Pygers Workshop Notes - Week 3 (Fall 2020)

What is BIDS? Why do we use it?

The Brain Imaging Data Structure, or BIDS, is a standardized way of organizing and describing neuroimaging datasets. This helps to make data accessible and usable by different researchers over time. BIDS also standardizes metadata (i.e. the details of the task or imaging protocol) in a machine-readable way to promote automated analysis workflows, which enhances reproducibility and efficiency. When your data are in BIDS format, you can also use BIDS apps (e.g. the BIDS validator to verify the consistency and completeness of your dataset, fMRIPrep to preprocess your MRI data, and MRIQC for data quality assurance).

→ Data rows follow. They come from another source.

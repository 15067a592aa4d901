//! Thin wrappers over the versioned flat-API interfaces.
//!
//! Each wrapper fetches its interface pointer once through the accessor
//! (`SteamAPI_SteamApps_v008` and friends) and then packs arguments into
//! native words for [`NativeCall`](steambind_sys::NativeCall). Asynchronous
//! matchmaking calls complete through
//! [`CallPoller`](steambind_dispatch::CallPoller).

pub mod apps;
pub mod input;
mod interface;
pub mod matchmaking;
pub mod networking_messages;
pub mod remote_storage;
pub mod user;
pub mod user_stats;
pub mod utils;

pub use apps::SteamApps;
pub use input::{InputType, SteamInput};
pub use matchmaking::{LobbyCreated, LobbyMatchList, LobbyType, SteamMatchmaking};
pub use networking_messages::{
    ConnectionState, NetworkingIdentity, ReceivedMessage, SendFlags, SessionInfo,
    SteamNetworkingMessages, release_messages,
};
pub use remote_storage::SteamRemoteStorage;
pub use user::SteamUser;
pub use user_stats::{SteamUserStats, UserStatsReceived};
pub use utils::SteamUtils;
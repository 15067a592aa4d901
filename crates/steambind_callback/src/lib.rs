//! Callback registry and the native entry points that feed it.
//!
//! The native side calls back into this process through exactly two symbols:
//! [`steambind_on_callback`] for registered callbacks and
//! [`steambind_warning_message_hook`] for free-text diagnostics.

pub mod entry;
pub mod hook;
pub mod registry;

pub use entry::{CallbackEntryFn, EntryPointGuard, steambind_on_callback};
pub use hook::{
    MessageSeverity, ProtocolViolation, WarningHookFn, install_message_sink, route_message,
    steambind_warning_message_hook,
};
pub use registry::{CallbackData, CallbackHandler, CallbackRegistry, RegistrationHandle};
use crate::error::Error;
use crate::name::NameId;
use crate::xmldata::{Node, XmlData};

/// Manipulation of the tree structure.
///
/// Trees only grow: children are appended at the end of their parent and
/// never reordered or removed. Text and attributes can be overwritten.
impl XmlData {
    /// Append a child to the end of the children of the given parent.
    ///
    /// It is now the new last node of the parent.
    pub fn append(&mut self, parent: Node, child: Node) -> Result<(), Error> {
        parent.get().checked_append(child.get(), self.arena_mut())?;
        Ok(())
    }

    /// Append a new element to a parent node given a name, returning the new
    /// element.
    pub fn append_element(&mut self, parent: Node, name_id: NameId) -> Result<Node, Error> {
        let element = self.new_element(name_id);
        self.append(parent, element)?;
        tracing::trace!(
            parent = self.tag(parent),
            tag = self.name_str(name_id),
            "created element"
        );
        Ok(element)
    }

    /// Set the text of a node, replacing any previous text.
    pub fn set_text<S: Into<String>>(&mut self, node: Node, text: S) {
        self.element_mut(node).set_text(text);
    }

    /// Set an attribute of a node given its name, replacing any previous
    /// value.
    pub fn set_attribute<S: Into<String>>(&mut self, node: Node, name: &str, value: S) {
        let name_id = self.add_name(name);
        self.element_mut(node).set_attribute(name_id, value);
    }
}
use xmlfactory::{Error, XmlData};

fn parse(xml: &str) -> Result<(), Error> {
    let mut data = XmlData::new();
    data.parse(xml).map(|_| ())
}

#[test]
fn test_mismatched_end_tag() {
    let err = parse("<a></b>").unwrap_err();
    match err {
        Error::MismatchedEndTag { expected, found } => {
            assert_eq!(expected, "a");
            assert_eq!(found, "b");
        }
        _ => panic!("unexpected error {:?}", err),
    }
}

#[test]
fn test_mismatched_end_tag_display() {
    let err = parse("<a><b></a></b>").unwrap_err();
    assert_eq!(err.to_string(), "End tag </a> does not match start tag <b>");
}

#[test]
fn test_unclosed_element() {
    let err = parse("<a><b></b>").unwrap_err();
    assert!(matches!(err, Error::UnclosedElement(_) | Error::Parser(_)));
}

#[test]
fn test_tokenizer_error() {
    let err = parse("<a b=></a>").unwrap_err();
    assert!(matches!(err, Error::Parser(_)));
    assert!(std::error::Error::source(&err).is_some());
}

#[test]
fn test_invalid_entity() {
    let err = parse("<a>&unknown;</a>").unwrap_err();
    assert!(matches!(err, Error::InvalidEntity(ref entity) if entity == "unknown"));
}

#[test]
fn test_invalid_character_reference() {
    let err = parse("<a>&#xD800;</a>").unwrap_err();
    assert!(matches!(err, Error::InvalidEntity(_)));
}

#[test]
fn test_invalid_entity_in_attribute() {
    let err = parse(r#"<a b="&unknown;"/>"#).unwrap_err();
    assert!(matches!(err, Error::InvalidEntity(_) | Error::Parser(_)));
}

#[test]
fn test_no_element() {
    assert!(parse("<!-- nothing here -->").is_err());
}
use std::fmt;

/// Errors produced while building, parsing or writing XML trees.
#[derive(Debug)]
pub enum Error {
    /// The root given to a factory is not usable as a document element.
    InvalidRootType(String),
    /// A path could not be parsed, or an attribute path was used where only
    /// element paths are allowed.
    MalformedPath(String),
    /// An entity was started with `&` but never terminated by `;`.
    UnclosedEntity(String),
    /// An entity that is neither predefined nor a character reference.
    InvalidEntity(String),
    /// An end tag does not match the element it closes.
    MismatchedEndTag { expected: String, found: String },
    /// The input ended while this element was still open.
    UnclosedElement(String),
    /// The input contains no document element.
    NoElement,
    /// The input bytes are not valid in the named encoding.
    Encoding(&'static str),
    /// The node does not belong to the tree it was used with.
    UnknownNode(String),
    /// Low-level tokenizer error.
    Parser(xmlparser::Error),
    /// Invalid tree operation.
    Node(indextree::NodeError),
    Io(std::io::Error),
    Json(serde_json::Error),
}

impl fmt::Display for Error {
    fn fmt(&self, f: &mut fmt::Formatter<'_>) -> fmt::Result {
        match self {
            Error::InvalidRootType(root) => {
                write!(f, "Unknown root element parameter: {:?}", root)
            }
            Error::MalformedPath(message) => write!(f, "Malformed path: {}", message),
            Error::UnclosedEntity(entity) => write!(f, "Unclosed entity: &{}", entity),
            Error::InvalidEntity(entity) => write!(f, "Invalid entity: &{};", entity),
            Error::MismatchedEndTag { expected, found } => write!(
                f,
                "End tag </{}> does not match start tag <{}>",
                found, expected
            ),
            Error::UnclosedElement(tag) => write!(f, "Element <{}> is not closed", tag),
            Error::NoElement => write!(f, "Document has no element"),
            Error::Encoding(encoding) => write!(f, "Input is not valid {}", encoding),
            Error::UnknownNode(node) => write!(f, "Node {} is not part of this tree", node),
            Error::Parser(e) => write!(f, "Parser error: {}", e),
            Error::Node(e) => write!(f, "Node error: {}", e),
            Error::Io(e) => write!(f, "I/O error: {}", e),
            Error::Json(e) => write!(f, "JSON error: {}", e),
        }
    }
}

impl std::error::Error for Error {
    fn source(&self) -> Option<&(dyn std::error::Error + 'static)> {
        match self {
            Error::Parser(e) => Some(e),
            Error::Io(e) => Some(e),
            Error::Json(e) => Some(e),
            _ => None,
        }
    }
}

impl From<xmlparser::Error> for Error {
    #[inline]
    fn from(e: xmlparser::Error) -> Self {
        Error::Parser(e)
    }
}

impl From<indextree::NodeError> for Error {
    #[inline]
    fn from(e: indextree::NodeError) -> Self {
        Error::Node(e)
    }
}

impl From<std::io::Error> for Error {
    #[inline]
    fn from(e: std::io::Error) -> Self {
        Error::Io(e)
    }
}

impl From<serde_json::Error> for Error {
    #[inline]
    fn from(e: serde_json::Error) -> Self {
        Error::Json(e)
    }
}
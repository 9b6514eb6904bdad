use crate::error::Error;
use crate::name::NameId;
use crate::path::Path;
use crate::xmldata::{Node, XmlData};

/// What a [`Path`] resolves to.
#[derive(Debug, Clone, Copy, PartialEq, Eq, Hash)]
pub enum Target {
    /// An element.
    Element(Node),
    /// An attribute of an element.
    Attribute(Node, NameId),
}

impl Target {
    /// The element addressed, or the owner element of the attribute.
    pub fn node(&self) -> Node {
        match self {
            Target::Element(node) | Target::Attribute(node, _) => *node,
        }
    }
}

/// ## Path resolution
///
/// Resolving a path walks it from a starting element. Each step descends into
/// the first child with the step's name, creating that child if there is
/// none. Forced steps (`name+`) always create a new child. Resolving
/// therefore never fails on a well-formed path and creates elements as a side
/// effect, even when only reading.
impl XmlData {
    /// Resolve a path relative to `start`, creating missing elements.
    ///
    /// ```rust
    /// use xmlfactory::{Path, Target, XmlData};
    ///
    /// let mut data = XmlData::new();
    /// let root = data.new_element_named("root");
    /// let path: Path = "alpha/bravo".parse()?;
    /// let first = data.resolve(root, &path)?;
    /// let second = data.resolve(root, &path)?;
    /// assert_eq!(first, second);
    /// assert_eq!(data.tag(first.node()), "bravo");
    /// # Ok::<(), xmlfactory::Error>(())
    /// ```
    pub fn resolve(&mut self, start: Node, path: &Path) -> Result<Target, Error> {
        let mut current = start;
        for segment in path.segments() {
            let name_id = self.add_name(segment.tag());
            current = if segment.is_forced() {
                self.append_element(current, name_id)?
            } else {
                match self.find_child(current, name_id) {
                    Some(child) => child,
                    None => self.append_element(current, name_id)?,
                }
            };
        }
        Ok(match path.attribute() {
            Some(attribute) => Target::Attribute(current, self.add_name(attribute)),
            None => Target::Element(current),
        })
    }

    /// Resolve a path and store `value` in the target: the text of an
    /// element target, or the value of an attribute target. Returns the
    /// element, which for an attribute target is its owner.
    pub fn assign<S: Into<String>>(
        &mut self,
        start: Node,
        path: &Path,
        value: S,
    ) -> Result<Node, Error> {
        let target = self.resolve(start, path)?;
        match target {
            Target::Element(node) => self.element_mut(node).set_text(value),
            Target::Attribute(node, name_id) => {
                self.element_mut(node).set_attribute(name_id, value)
            }
        }
        Ok(target.node())
    }
}
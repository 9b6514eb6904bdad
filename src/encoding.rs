use std::borrow::Cow;

use encoding_rs::{Encoding, UTF_8};
use xhtmlchardet::detect;

use crate::error::Error;

pub(crate) fn encoding(data: &[u8], hint: Option<String>) -> Option<&'static Encoding> {
    let mut cursor = std::io::Cursor::new(data);
    let charsets = detect(&mut cursor, hint).ok()?;
    // no encoding detected
    let label = if charsets.is_empty() {
        "UTF-8"
    } else {
        &charsets[0]
    };
    Encoding::for_label(label.as_bytes())
}

/// Decode markup bytes to text, using the detected encoding or UTF-8.
///
/// Malformed byte sequences are an error rather than replaced.
pub(crate) fn decode(data: &[u8]) -> Result<Cow<str>, Error> {
    let encoding = encoding(data, None).unwrap_or(UTF_8);
    let (text, _, had_errors) = encoding.decode(data);
    if had_errors {
        return Err(Error::Encoding(encoding.name()));
    }
    Ok(text)
}
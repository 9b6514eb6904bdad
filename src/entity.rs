use std::borrow::Cow;

use crate::error::Error;

pub(crate) fn parse_entities(content: &str) -> Result<Cow<str>, Error> {
    if !content.contains('&') {
        return Ok(content.into());
    }
    let mut result = String::with_capacity(content.len());
    let mut chars = content.chars();
    while let Some(c) = chars.next() {
        if c != '&' {
            result.push(c);
            continue;
        }
        let mut entity = String::new();
        let mut is_complete = false;
        for c in chars.by_ref() {
            if c == ';' {
                is_complete = true;
                break;
            }
            entity.push(c);
        }
        if !is_complete {
            return Err(Error::UnclosedEntity(entity));
        }
        match entity.as_str() {
            "amp" => result.push('&'),
            "apos" => result.push('\''),
            "gt" => result.push('>'),
            "lt" => result.push('<'),
            "quot" => result.push('"'),
            _ => result.push(parse_character_reference(&entity)?),
        }
    }
    Ok(result.into())
}

fn parse_character_reference(entity: &str) -> Result<char, Error> {
    let code = if let Some(hex) = entity
        .strip_prefix("#x")
        .or_else(|| entity.strip_prefix("#X"))
    {
        u32::from_str_radix(hex, 16).ok()
    } else if let Some(decimal) = entity.strip_prefix('#') {
        decimal.parse::<u32>().ok()
    } else {
        None
    };
    code.and_then(char::from_u32)
        .ok_or_else(|| Error::InvalidEntity(entity.to_string()))
}

fn escape<'a>(content: &'a str, escape_quote: bool) -> Cow<'a, str> {
    let needs_escape = |c: char| matches!(c, '&' | '<' | '>') || (escape_quote && c == '"');
    if !content.contains(needs_escape) {
        return content.into();
    }
    let mut result = String::with_capacity(content.len() + 8);
    for c in content.chars() {
        match c {
            '&' => result.push_str("&amp;"),
            '<' => result.push_str("&lt;"),
            '>' => result.push_str("&gt;"),
            '"' if escape_quote => result.push_str("&quot;"),
            _ => result.push(c),
        }
    }
    result.into()
}

/// Escape text content: only `&`, `<` and `>` are replaced.
pub(crate) fn serialize_text(content: &str) -> Cow<str> {
    escape(content, false)
}

/// Escape an attribute value written between double quotes.
pub(crate) fn serialize_attribute(content: &str) -> Cow<str> {
    escape(content, true)
}
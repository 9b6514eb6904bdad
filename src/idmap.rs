use ahash::HashMap;

pub(crate) trait IdIndex<T> {
    fn to_id(index: usize) -> T;
    fn from_id(id: T) -> usize;
}

/// Interns values, handing out a dense id for each distinct value.
pub(crate) struct IdMap<K: Copy + IdIndex<K>, V: Eq + std::hash::Hash + Clone> {
    by_id: Vec<V>,
    by_value: HashMap<V, K>,
}

impl<K: Copy + IdIndex<K>, V: Eq + std::hash::Hash + Clone> IdMap<K, V> {
    pub(crate) fn new() -> Self {
        IdMap {
            by_id: Vec::new(),
            by_value: HashMap::default(),
        }
    }

    pub(crate) fn get_id_mut(&mut self, value: V) -> K {
        if let Some(id) = self.by_value.get(&value) {
            return *id;
        }
        let id = K::to_id(self.by_id.len());
        self.by_value.insert(value.clone(), id);
        self.by_id.push(value);
        id
    }

    pub(crate) fn get_id<Q>(&self, value: &Q) -> Option<K>
    where
        V: std::borrow::Borrow<Q>,
        Q: std::hash::Hash + Eq + ?Sized,
    {
        self.by_value.get(value).copied()
    }

    #[inline]
    pub(crate) fn get_value(&self, id: K) -> &V {
        &self.by_id[K::from_id(id)]
    }
}
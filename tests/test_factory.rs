use insta::assert_snapshot;
use xmlfactory::{Error, Factory, GenericValue, XmlData};

#[test]
fn test_simplest() {
    let mut factory = Factory::new("user").unwrap();
    factory.set("name", "Alpha").unwrap();
    factory.set("login", "Bravo").unwrap();

    assert_eq!(
        factory.contents(true),
        "<?xml version=\"1.0\" ?>\n<user>\n  <name>Alpha</name>\n  <login>Bravo</login>\n</user>"
    );
    assert_eq!(
        factory.as_json().unwrap(),
        r#"{"name": "Alpha", "login": "Bravo"}"#
    );
}

#[test]
fn test_simple() {
    let mut factory = Factory::new("user").unwrap();
    factory.set("name", "Alpha").unwrap();
    factory.set("login", "Bravo").unwrap();
    factory.set("location/city", "Charlie").unwrap();

    assert_eq!(
        factory.contents(false),
        concat!(
            "<user>\n",
            "  <name>Alpha</name>\n",
            "  <login>Bravo</login>\n",
            "  <location>\n",
            "    <city>Charlie</city>\n",
            "  </location>\n",
            "</user>"
        )
    );
    let mapping = factory.as_mapping();
    assert_eq!(mapping.get("name").and_then(|v| v.as_str()), Some("Alpha"));
    assert_eq!(
        mapping
            .get("location")
            .and_then(|v| v.get("city"))
            .and_then(|v| v.as_str()),
        Some("Charlie")
    );
    assert_eq!(
        factory.as_json().unwrap(),
        r#"{"name": "Alpha", "login": "Bravo", "location": {"city": "Charlie"}}"#
    );
}

#[test]
fn test_attributes() {
    let mut factory = Factory::new("root").unwrap();
    factory.set("alpha", "Alpha").unwrap();
    factory.set("alpha@one", "1").unwrap();
    factory.set("alpha@two", 2).unwrap();
    factory.set("bravo/charlie@three", "3").unwrap();

    assert_eq!(
        factory.contents(false),
        concat!(
            "<root>\n",
            "  <alpha one=\"1\" two=\"2\">Alpha</alpha>\n",
            "  <bravo>\n",
            "    <charlie three=\"3\"/>\n",
            "  </bravo>\n",
            "</root>"
        )
    );
    // leaves with attributes convert to their attributes, text is dropped
    assert_eq!(
        factory.as_json().unwrap(),
        r#"{"alpha": {"one": "1", "two": "2"}, "bravo": {"charlie": {"three": "3"}}}"#
    );
}

#[test]
fn test_attributes_render_sorted() {
    let mut factory = Factory::new("root").unwrap();
    factory.set("alpha@two", "2").unwrap();
    factory.set("alpha@one", "1").unwrap();
    let alpha = factory.data().first_child(factory.root()).unwrap();
    assert_eq!(
        factory.data().attributes(alpha).collect::<Vec<_>>(),
        vec![("two", "2"), ("one", "1")]
    );
    assert_eq!(
        factory.contents(false),
        "<root>\n  <alpha one=\"1\" two=\"2\"/>\n</root>"
    );
}

#[test]
fn test_repeating_tags() {
    let mut factory = Factory::new("root").unwrap();
    factory.set("elements/name", "Alpha").unwrap();
    factory.set("elements/name+", "Bravo").unwrap();
    factory.set("elements/name+", "Charlie").unwrap();

    factory.set("components/component+/name", "Alpha").unwrap();
    factory.set("components/component+/name", "Bravo").unwrap();
    factory.set("components/component+/name", "Charlie").unwrap();

    assert_snapshot!(factory.contents(false), @r###"
    <root>
      <elements>
        <name>Alpha</name>
        <name>Bravo</name>
        <name>Charlie</name>
      </elements>
      <components>
        <component>
          <name>Alpha</name>
        </component>
        <component>
          <name>Bravo</name>
        </component>
        <component>
          <name>Charlie</name>
        </component>
      </components>
    </root>
    "###);

    let names = factory
        .as_mapping()
        .get("elements")
        .and_then(|v| v.get("name"))
        .cloned();
    assert_eq!(
        names,
        Some(GenericValue::Sequence(vec![
            "Alpha".into(),
            "Bravo".into(),
            "Charlie".into()
        ]))
    );
    assert_eq!(
        factory.as_json().unwrap(),
        concat!(
            r#"{"elements": {"name": ["Alpha", "Bravo", "Charlie"]}, "components": "#,
            r#"{"component": [{"name": "Alpha"}, {"name": "Bravo"}, {"name": "Charlie"}]}}"#
        )
    );
}

#[test]
fn test_hudson_job() {
    let mut factory = Factory::new("project").unwrap();
    factory.get_or_create("actions").unwrap();
    factory.get_or_create("description").unwrap();
    factory.set("logRotator/daysToKeep", 7).unwrap();
    factory.set("logRotator/numToKeep", 7).unwrap();
    factory.set("keepDependencies", false).unwrap();
    factory.get_or_create("properties").unwrap();
    factory.set("scm@class", "hudson.scm.SubversionSCM").unwrap();
    factory.set("scm/useUpdate", true).unwrap();
    factory.get_or_create("scm/excludedRegions").unwrap();
    factory.get_or_create("scm/excludedUsers").unwrap();
    factory.get_or_create("scm/excludedRevprop").unwrap();
    factory.set("assignedNode", "KATARN").unwrap();
    factory.set("canRoam", false).unwrap();
    factory.set("disabled", false).unwrap();
    factory.set("blockBuildWhenUpstreamBuilding", true).unwrap();
    factory.set("concurrentBuild", false).unwrap();
    factory.get_or_create("buildWrappers").unwrap();
    factory.set("customWorkspace", "WORKSPACE").unwrap();

    assert_snapshot!(factory.contents(false), @r###"
    <project>
      <actions/>
      <description/>
      <logRotator>
        <daysToKeep>7</daysToKeep>
        <numToKeep>7</numToKeep>
      </logRotator>
      <keepDependencies>false</keepDependencies>
      <properties/>
      <scm class="hudson.scm.SubversionSCM">
        <useUpdate>true</useUpdate>
        <excludedRegions/>
        <excludedUsers/>
        <excludedRevprop/>
      </scm>
      <assignedNode>KATARN</assignedNode>
      <canRoam>false</canRoam>
      <disabled>false</disabled>
      <blockBuildWhenUpstreamBuilding>true</blockBuildWhenUpstreamBuilding>
      <concurrentBuild>false</concurrentBuild>
      <buildWrappers/>
      <customWorkspace>WORKSPACE</customWorkspace>
    </project>
    "###);
}

#[test]
fn test_trigger_class() {
    let mut factory = Factory::new("root").unwrap();
    let mut triggers = factory.get_or_create("triggers").unwrap();
    triggers.set("@class", "vector").unwrap();

    assert_eq!(
        factory.contents(false),
        "<root>\n  <triggers class=\"vector\"/>\n</root>"
    );
    assert_eq!(
        factory.as_json().unwrap(),
        r#"{"triggers": {"class": "vector"}}"#
    );
}

#[test]
fn test_attribute_only_leaf_converts_to_mapping() {
    let factory = Factory::parse(r#"<root class="vector"/>"#).unwrap();
    assert_eq!(factory.as_json().unwrap(), r#"{"class": "vector"}"#);
}

#[test]
fn test_chained_handles() {
    let mut factory = Factory::new("root").unwrap();
    factory
        .get_or_create("a")
        .unwrap()
        .into_child("b")
        .unwrap()
        .set("c", "deep")
        .unwrap();
    let mut a = factory.get_or_create("a").unwrap();
    a.get_or_create("b").unwrap().set("d", "also").unwrap();
    assert_eq!(
        a.contents(),
        "<a>\n  <b>\n    <c>deep</c>\n    <d>also</d>\n  </b>\n</a>"
    );
}

#[test]
fn test_set_returns_owner_element() {
    let mut factory = Factory::new("root").unwrap();
    let text_node = factory.set("a", "x").unwrap();
    let attribute_owner = factory.set("a@k", "v").unwrap();
    assert_eq!(text_node, attribute_owner);
    assert_eq!(factory.data().tag(text_node), "a");
}

#[test]
fn test_lookup_creates_once() {
    let mut factory = Factory::new("root").unwrap();
    let first = factory.get_or_create("a/b").unwrap().node();
    let second = factory.get_or_create("a/b").unwrap().node();
    assert_eq!(first, second);
    assert_eq!(factory.contents(false), "<root>\n  <a>\n    <b/>\n  </a>\n</root>");
}

#[test]
fn test_set_overwrites() {
    let mut factory = Factory::new("root").unwrap();
    factory.set("a", "1").unwrap();
    factory.set("a", "2").unwrap();
    factory.set("a@k", "1").unwrap();
    factory.set("a@k", "2").unwrap();
    assert_eq!(factory.contents(false), "<root>\n  <a k=\"2\">2</a>\n</root>");
}

#[test]
fn test_empty_text_is_not_self_closing() {
    let mut factory = Factory::new("root").unwrap();
    factory.set("a", "").unwrap();
    assert_eq!(factory.contents(false), "<root>\n  <a></a>\n</root>");
}

#[test]
fn test_whitespace_text_round_trips() {
    let mut factory = Factory::new("root").unwrap();
    factory.set("a", " ").unwrap();
    factory.set("b/c", "   ").unwrap();
    let contents = factory.contents(false);
    assert_eq!(
        contents,
        "<root>\n  <a> </a>\n  <b>\n    <c>   </c>\n  </b>\n</root>"
    );
    let reparsed = Factory::parse(&contents).unwrap();
    assert_eq!(reparsed.contents(false), contents);
}

#[test]
fn test_type_error() {
    assert!(matches!(Factory::new("9"), Err(Error::InvalidRootType(_))));
    assert!(matches!(Factory::new(""), Err(Error::InvalidRootType(_))));
    assert!(matches!(
        Factory::new("a/b"),
        Err(Error::InvalidRootType(_))
    ));
}

#[test]
fn test_from_tree_rejects_foreign_node() {
    let mut other = XmlData::new();
    other.new_element_named("a");
    let foreign = other.new_element_named("b");
    assert!(matches!(
        Factory::from_tree(XmlData::new(), foreign),
        Err(Error::InvalidRootType(_))
    ));
}

#[test]
fn test_from_tree() {
    let mut data = XmlData::new();
    let root = data.parse("<doc><a>1</a></doc>").unwrap();
    let mut factory = Factory::from_tree(data, root).unwrap();
    factory.set("a@k", "v").unwrap();
    factory.set("b", "2").unwrap();
    assert_eq!(
        factory.contents(false),
        "<doc>\n  <a k=\"v\">1</a>\n  <b>2</b>\n</doc>"
    );
}

#[test]
fn test_handle_on_node() {
    let mut factory = Factory::new("root").unwrap();
    let b = factory.get_or_create("a/b").unwrap().node();
    factory.handle(b).unwrap().set("@k", "v").unwrap();
    assert_eq!(
        factory.contents(false),
        "<root>\n  <a>\n    <b k=\"v\"/>\n  </a>\n</root>"
    );
}

#[test]
fn test_handle_rejects_foreign_node() {
    let mut other = XmlData::new();
    other.new_element_named("a");
    other.new_element_named("b");
    let foreign = other.new_element_named("c");
    let mut factory = Factory::new("root").unwrap();
    assert!(matches!(
        factory.handle(foreign),
        Err(Error::UnknownNode(_))
    ));
}

#[test]
fn test_get_or_create_rejects_attribute() {
    let mut factory = Factory::new("root").unwrap();
    assert!(matches!(
        factory.get_or_create("a@b"),
        Err(Error::MalformedPath(_))
    ));
}

#[test]
fn test_malformed_path_keeps_earlier_mutations() {
    let mut factory = Factory::new("root").unwrap();
    factory.set("a", "1").unwrap();
    assert!(matches!(
        factory.set("a//b", "2"),
        Err(Error::MalformedPath(_))
    ));
    assert_eq!(factory.contents(false), "<root>\n  <a>1</a>\n</root>");
}

#[test]
fn test_write_file() {
    let dir = tempfile::tempdir().unwrap();
    let path = dir.path().join("out.xml");
    std::fs::write(&path, "previous contents that are longer than the new ones").unwrap();

    let mut factory = Factory::new("root").unwrap();
    factory.set("a", "1").unwrap();
    factory.write_file(&path, true).unwrap();

    assert_eq!(
        std::fs::read_to_string(&path).unwrap(),
        "<?xml version=\"1.0\" ?>\n<root>\n  <a>1</a>\n</root>"
    );

    let loaded = Factory::load(&path).unwrap();
    assert_eq!(loaded.contents(false), factory.contents(false));
}

#[test]
fn test_write_to_stream() {
    let mut factory = Factory::new("root").unwrap();
    factory.set("a", "1").unwrap();
    let mut buf = Vec::new();
    factory.write_to(&mut buf, false).unwrap();
    assert_eq!(buf, b"<root>\n  <a>1</a>\n</root>");
}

ReproIn: Setting yourself up for success

The easiest way to get started on the BIDS path is to setup your program card on the scanner (prior to data acquisition!) following the ReproIn heuristic. This is something that will take you 30 min or less to do, and will make your life infinitely easier going forward. When you follow the ReproIn heuristic on your program card, you will be able to use HeuDiConv later on to automatically convert your raw data off the scanner to BIDS format and add it to your BIDS dataset.

If you have already acquired data that does not follow the ReproIn heuristic, don’t despair! You can still “manually” convert your data to the BIDS standard. However, this does take more effort than using HeuDiConv, so if you have not yet acquired data, you should definitely setup your program card using the ReproIn heuristic.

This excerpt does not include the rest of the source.